Drupal has released security updates to address a vulnerability affecting Drupal. An attacker could exploit this vulnerability to take control of an affected system.

CISA encourages users and administrators to review Drupal Advisory SA-CORE-2021-001 and apply the necessary updates or mitigations.

CERT/CC and CISA Report Multiple Vulnerabilities in Dnsmasq

CISA and the CERT Coordination Center (CERT/CC) are aware of multiple vulnerabilities affecting Dnsmasq version 2.82 and prior. Dnsmasq is a widely-used, open-source software that provides Domain Name Service forwarding and caching and is common in Internet-of-Things (IoT) and other embedded devices. A remote attacker could exploit some of these vulnerabilities to take control of an affected system.

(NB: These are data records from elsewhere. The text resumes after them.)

//! Night session orchestration: menu, night start, the per-tick pass and
//! the endings.
//! This module exists to own the single `SessionState` and the roster, and
//! to expose the narrow API the app and tools drive.
//! It does not own agent rules or persistence I/O.

use tracing::info;

use crate::content::ContentTimings;
use crate::dice::{Dice, SeededDice};
use crate::difficulty::{FIRST_NIGHT, NightConfig};
use crate::extension::{ExtensionContext, NightExtension};
use crate::progress::Progress;
use crate::roster::Roster;
use crate::state::{Phase, SessionState};
use crate::types::*;

mod engine;
mod hash;
mod sequences;
mod snapshot;
mod threat;

#[cfg(test)]
mod test_support;

pub use snapshot::{AgentView, Snapshot};

#[derive(Clone, Debug, PartialEq, Eq)]
pub struct AdvanceResult {
    pub tick: u64,
    pub phase: PhaseKind,
    /// Events emitted during this call, in order.
    pub events: Vec<LogEvent>,
}

pub struct Game {
    seed: u64,
    tick: u64,
    dice: Box<dyn Dice>,
    session: SessionState,
    roster: Roster,
    custom_table: NightConfig,
    timings: ContentTimings,
    extension: Option<Box<dyn NightExtension>>,
    log: Vec<LogEvent>,
    progress_dirty: bool,
}

impl Game {
    pub fn new(seed: u64, progress: Progress) -> Self {
        Self::with_dice(seed, progress, Box::new(SeededDice::new(seed)))
    }

    pub(crate) fn with_dice(seed: u64, progress: Progress, dice: Box<dyn Dice>) -> Self {
        Self {
            seed,
            tick: 0,
            dice,
            session: SessionState::new(progress),
            roster: Roster::new(),
            custom_table: NightConfig::custom_defaults(),
            timings: ContentTimings::default(),
            extension: None,
            log: Vec::new(),
            progress_dirty: false,
        }
    }

    pub fn with_timings(mut self, timings: ContentTimings) -> Self {
        self.timings = timings;
        self
    }

    pub fn with_extension(mut self, extension: Box<dyn NightExtension>) -> Self {
        self.extension = Some(extension);
        self
    }

    pub fn start_night(&mut self, mode: NightMode) -> Result<(), GameError> {
        if self.session.phase != Phase::Menu {
            return Err(GameError::NotInMenu);
        }
        let progress = &mut self.session.progress;
        let (night, custom, mut config) = match mode {
            NightMode::NewGame => {
                progress.current_night = FIRST_NIGHT;
                self.progress_dirty = true;
                (FIRST_NIGHT, false, NightConfig::preset(FIRST_NIGHT))
            }
            NightMode::Continue => {
                (progress.current_night, false, NightConfig::preset(progress.current_night))
            }
            NightMode::Custom => {
                if !progress.custom_unlocked {
                    return Err(GameError::CustomNightLocked);
                }
                (progress.current_night, true, self.custom_table.clone())
            }
        };

        if let Some(extension) = self.extension.as_mut() {
            extension.on_night_start(&mut ExtensionContext::new(night, custom, &mut config));
            info!(extension = extension.name(), night, "extension applied");
        }

        self.roster.reset(&config);
        self.session.begin_night(night, custom, config);
        self.log.push(LogEvent::NightStarted { night, custom });
        info!(night, custom, seed = self.seed, "night started");
        Ok(())
    }

    pub fn custom_table(&self) -> &NightConfig {
        &self.custom_table
    }

    /// Edits take effect the next time a custom night starts.
    pub fn set_custom_level(&mut self, agent: AgentId, level: u8) {
        self.custom_table.set(agent, level);
    }

    pub fn adjust_custom_level(&mut self, agent: AgentId, delta: i8) {
        self.custom_table.adjust(agent, delta);
    }

    /// Returns the progress record once after each change, for the caller
    /// to persist.
    pub fn take_progress_update(&mut self) -> Option<Progress> {
        if !self.progress_dirty {
            return None;
        }
        self.progress_dirty = false;
        Some(self.session.progress.clone())
    }

    /// Gates the bug-report channel on the saved cooldown. A granted report
    /// is stamped into the progress record.
    pub fn request_report(&mut self, now_unix_s: u64) -> Result<(), GameError> {
        let remaining_s = self.session.progress.report_cooldown_remaining(now_unix_s);
        if remaining_s > 0 {
            return Err(GameError::ReportCooldown { remaining_s });
        }
        self.session.progress.record_report(now_unix_s);
        self.progress_dirty = true;
        info!(now_unix_s, "report accepted");
        Ok(())
    }

    pub fn progress(&self) -> &Progress {
        &self.session.progress
    }

    pub fn session(&self) -> &SessionState {
        &self.session
    }

    pub fn roster(&self) -> &Roster {
        &self.roster
    }

    pub fn phase(&self) -> PhaseKind {
        self.session.phase.kind()
    }

    pub fn seed(&self) -> u64 {
        self.seed
    }

    pub fn current_tick(&self) -> u64 {
        self.tick
    }

    pub fn log(&self) -> &[LogEvent] {
        &self.log
    }

    /// How the last night ended, once it has.
    pub fn outcome(&self) -> Option<NightOutcome> {
        match self.session.phase {
            Phase::SixAm { .. } => Some(NightOutcome::Survived),
            Phase::Jumpscare { agent, .. } | Phase::GameOver { agent } => {
                Some(NightOutcome::Killed(agent))
            }
            Phase::FoxySequence { .. } => Some(NightOutcome::Killed(AgentId::WitheredFoxy)),
            Phase::PuppetDance { .. } => Some(NightOutcome::Killed(AgentId::Puppet)),
            _ => None,
        }
    }
}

Google Releases Security Updates for Chrome

Google has released Chrome version 88.0.4324.96 for Windows, Mac, and Linux. This version addresses vulnerabilities that an attacker could exploit to take control of an affected system.

CISA encourages users and administrators to review the Chrome Release and apply the necessary updates.

 

Oracle Releases January 2021 Security Bulletin

Oracle has released its Critical Patch Update for January 2021 to address 329 vulnerabilities across multiple products. A remote attacker could exploit some of these vulnerabilities to take control of an affected system.

CISA encourages users and administrators to review the Oracle January 2021 Critical Patch Update and apply the necessary updates.

NSA Releases Guidance on Encrypted DNS in Enterprise Environments  

The National Security Agency (NSA) has released an information sheet with guidance on adopting encrypted Domain Name System (DNS) over Hypertext Transfer Protocol over Transport Layer Security (HTTPS), referred to as DNS over HTTPS (DoH). When configured appropriately, strong enterprise DNS controls can help prevent many initial access, command and control, and exfiltration techniques used by threat actors.